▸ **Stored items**
• • • • •

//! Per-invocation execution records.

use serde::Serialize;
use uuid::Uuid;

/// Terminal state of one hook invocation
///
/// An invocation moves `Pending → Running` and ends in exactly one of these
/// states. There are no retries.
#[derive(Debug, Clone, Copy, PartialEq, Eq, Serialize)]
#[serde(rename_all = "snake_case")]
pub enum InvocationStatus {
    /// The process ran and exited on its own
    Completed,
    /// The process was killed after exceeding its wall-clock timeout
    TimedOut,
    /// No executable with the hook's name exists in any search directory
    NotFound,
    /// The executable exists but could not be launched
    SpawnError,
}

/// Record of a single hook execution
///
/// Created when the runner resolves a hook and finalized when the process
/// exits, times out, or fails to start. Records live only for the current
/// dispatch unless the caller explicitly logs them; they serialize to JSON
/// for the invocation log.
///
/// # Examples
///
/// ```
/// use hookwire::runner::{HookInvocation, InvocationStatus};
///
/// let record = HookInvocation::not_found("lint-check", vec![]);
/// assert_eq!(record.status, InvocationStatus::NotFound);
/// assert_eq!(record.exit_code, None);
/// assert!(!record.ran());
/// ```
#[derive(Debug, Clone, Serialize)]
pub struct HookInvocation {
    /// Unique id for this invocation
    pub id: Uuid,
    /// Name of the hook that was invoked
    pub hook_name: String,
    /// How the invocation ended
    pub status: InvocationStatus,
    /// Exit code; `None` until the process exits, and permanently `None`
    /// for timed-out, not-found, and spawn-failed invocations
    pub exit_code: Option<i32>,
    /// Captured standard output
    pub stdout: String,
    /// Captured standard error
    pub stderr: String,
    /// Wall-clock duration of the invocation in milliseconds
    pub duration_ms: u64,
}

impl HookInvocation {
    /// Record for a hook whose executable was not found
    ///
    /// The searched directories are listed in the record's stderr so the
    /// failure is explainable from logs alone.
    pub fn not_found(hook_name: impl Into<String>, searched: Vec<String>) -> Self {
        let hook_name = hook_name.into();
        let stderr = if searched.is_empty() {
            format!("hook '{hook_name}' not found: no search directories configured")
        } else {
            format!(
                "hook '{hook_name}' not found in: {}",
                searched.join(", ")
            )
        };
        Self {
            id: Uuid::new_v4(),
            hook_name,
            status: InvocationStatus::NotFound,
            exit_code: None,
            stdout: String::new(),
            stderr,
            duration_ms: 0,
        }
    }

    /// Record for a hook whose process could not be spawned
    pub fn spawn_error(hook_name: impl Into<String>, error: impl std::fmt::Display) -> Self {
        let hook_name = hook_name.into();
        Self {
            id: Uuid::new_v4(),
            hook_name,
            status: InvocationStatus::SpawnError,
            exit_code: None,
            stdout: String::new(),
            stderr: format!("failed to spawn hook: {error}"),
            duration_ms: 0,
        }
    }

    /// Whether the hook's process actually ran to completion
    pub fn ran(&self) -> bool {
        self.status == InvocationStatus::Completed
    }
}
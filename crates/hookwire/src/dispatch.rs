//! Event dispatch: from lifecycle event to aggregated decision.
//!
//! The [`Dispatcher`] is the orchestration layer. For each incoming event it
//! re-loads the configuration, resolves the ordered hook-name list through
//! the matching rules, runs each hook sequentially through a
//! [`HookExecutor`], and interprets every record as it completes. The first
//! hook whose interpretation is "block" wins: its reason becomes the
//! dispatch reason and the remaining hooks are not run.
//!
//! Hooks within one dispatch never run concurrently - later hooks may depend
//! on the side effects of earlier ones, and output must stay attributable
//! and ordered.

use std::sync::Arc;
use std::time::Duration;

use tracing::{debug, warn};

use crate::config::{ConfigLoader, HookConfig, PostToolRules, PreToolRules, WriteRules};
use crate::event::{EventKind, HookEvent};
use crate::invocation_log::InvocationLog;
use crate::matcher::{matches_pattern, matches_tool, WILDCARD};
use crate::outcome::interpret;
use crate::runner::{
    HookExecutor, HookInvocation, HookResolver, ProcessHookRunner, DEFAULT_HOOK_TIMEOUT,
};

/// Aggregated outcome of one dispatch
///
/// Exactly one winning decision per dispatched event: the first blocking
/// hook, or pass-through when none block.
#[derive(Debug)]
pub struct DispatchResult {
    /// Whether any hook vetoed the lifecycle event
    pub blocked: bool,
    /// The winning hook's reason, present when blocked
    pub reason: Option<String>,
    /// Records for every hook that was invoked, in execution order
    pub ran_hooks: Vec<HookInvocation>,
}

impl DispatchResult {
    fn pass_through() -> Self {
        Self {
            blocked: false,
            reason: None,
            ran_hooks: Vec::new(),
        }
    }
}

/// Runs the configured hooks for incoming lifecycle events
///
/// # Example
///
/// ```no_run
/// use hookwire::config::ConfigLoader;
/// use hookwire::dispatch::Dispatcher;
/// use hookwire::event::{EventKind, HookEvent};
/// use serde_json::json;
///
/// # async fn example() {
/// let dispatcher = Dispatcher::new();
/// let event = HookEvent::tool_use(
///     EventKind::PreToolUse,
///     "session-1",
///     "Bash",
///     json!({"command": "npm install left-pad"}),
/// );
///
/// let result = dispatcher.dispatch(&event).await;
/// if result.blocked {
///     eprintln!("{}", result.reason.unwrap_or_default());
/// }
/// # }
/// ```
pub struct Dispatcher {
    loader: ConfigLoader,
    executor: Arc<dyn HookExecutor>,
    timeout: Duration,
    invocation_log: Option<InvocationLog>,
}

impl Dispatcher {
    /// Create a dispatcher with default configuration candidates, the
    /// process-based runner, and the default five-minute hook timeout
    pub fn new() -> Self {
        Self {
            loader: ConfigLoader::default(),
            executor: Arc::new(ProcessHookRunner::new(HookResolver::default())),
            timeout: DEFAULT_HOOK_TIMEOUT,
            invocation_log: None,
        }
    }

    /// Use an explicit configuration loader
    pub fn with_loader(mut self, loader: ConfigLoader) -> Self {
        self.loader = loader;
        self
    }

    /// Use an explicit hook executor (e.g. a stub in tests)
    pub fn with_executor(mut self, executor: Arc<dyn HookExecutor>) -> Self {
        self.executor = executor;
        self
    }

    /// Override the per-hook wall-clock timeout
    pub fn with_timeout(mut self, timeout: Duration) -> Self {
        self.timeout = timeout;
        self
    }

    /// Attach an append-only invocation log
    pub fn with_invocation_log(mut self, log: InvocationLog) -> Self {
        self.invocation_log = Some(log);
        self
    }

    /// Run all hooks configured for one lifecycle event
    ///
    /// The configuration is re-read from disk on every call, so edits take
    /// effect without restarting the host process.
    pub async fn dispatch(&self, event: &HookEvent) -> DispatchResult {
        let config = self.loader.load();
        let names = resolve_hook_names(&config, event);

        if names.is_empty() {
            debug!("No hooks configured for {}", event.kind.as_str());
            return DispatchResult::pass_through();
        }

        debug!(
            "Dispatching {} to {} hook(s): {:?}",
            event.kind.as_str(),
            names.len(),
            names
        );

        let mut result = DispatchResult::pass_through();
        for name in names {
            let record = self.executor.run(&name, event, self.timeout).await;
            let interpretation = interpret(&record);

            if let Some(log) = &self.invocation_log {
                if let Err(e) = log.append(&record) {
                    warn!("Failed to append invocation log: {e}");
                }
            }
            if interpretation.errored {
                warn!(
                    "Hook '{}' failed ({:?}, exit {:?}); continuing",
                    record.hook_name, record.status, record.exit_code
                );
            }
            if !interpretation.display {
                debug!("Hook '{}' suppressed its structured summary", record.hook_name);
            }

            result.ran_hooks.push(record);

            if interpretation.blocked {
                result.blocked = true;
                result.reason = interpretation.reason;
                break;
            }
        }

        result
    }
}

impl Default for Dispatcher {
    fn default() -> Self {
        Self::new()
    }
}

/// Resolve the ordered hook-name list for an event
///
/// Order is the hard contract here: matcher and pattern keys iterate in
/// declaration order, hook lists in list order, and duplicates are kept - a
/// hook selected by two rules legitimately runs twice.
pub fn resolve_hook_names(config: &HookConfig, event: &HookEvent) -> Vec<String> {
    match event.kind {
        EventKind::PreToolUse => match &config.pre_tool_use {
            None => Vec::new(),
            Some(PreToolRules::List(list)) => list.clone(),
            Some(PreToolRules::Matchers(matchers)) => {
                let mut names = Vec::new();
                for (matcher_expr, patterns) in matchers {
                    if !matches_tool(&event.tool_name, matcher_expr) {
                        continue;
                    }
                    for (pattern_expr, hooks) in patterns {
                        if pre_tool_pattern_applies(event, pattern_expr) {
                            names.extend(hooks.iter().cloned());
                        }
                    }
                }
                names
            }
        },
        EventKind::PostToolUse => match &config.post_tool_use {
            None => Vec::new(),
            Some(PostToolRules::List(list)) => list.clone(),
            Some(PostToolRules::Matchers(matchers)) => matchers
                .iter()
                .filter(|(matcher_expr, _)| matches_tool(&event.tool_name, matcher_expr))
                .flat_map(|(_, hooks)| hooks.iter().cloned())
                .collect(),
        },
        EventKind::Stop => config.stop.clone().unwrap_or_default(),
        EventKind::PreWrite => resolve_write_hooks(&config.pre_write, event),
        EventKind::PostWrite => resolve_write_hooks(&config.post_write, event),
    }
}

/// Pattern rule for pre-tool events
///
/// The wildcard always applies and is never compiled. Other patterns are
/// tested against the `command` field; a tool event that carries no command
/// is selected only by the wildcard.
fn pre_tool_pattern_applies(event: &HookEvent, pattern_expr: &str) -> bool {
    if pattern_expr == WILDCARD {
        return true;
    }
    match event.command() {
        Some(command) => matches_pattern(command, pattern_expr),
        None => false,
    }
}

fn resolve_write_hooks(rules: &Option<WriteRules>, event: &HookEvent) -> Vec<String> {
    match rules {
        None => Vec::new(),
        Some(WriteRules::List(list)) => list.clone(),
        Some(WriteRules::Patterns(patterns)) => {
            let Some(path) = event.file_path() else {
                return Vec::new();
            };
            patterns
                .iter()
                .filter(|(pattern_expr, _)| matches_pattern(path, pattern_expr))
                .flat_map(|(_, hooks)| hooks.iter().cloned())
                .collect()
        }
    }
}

• • • • •

▸ **Problem to solve**
Please return all lines above in which the string "from" is found.

▸ **Response**
    /// failure is explainable from logs alone.
//! Event dispatch: from lifecycle event to aggregated decision.
    /// The configuration is re-read from disk on every call, so edits take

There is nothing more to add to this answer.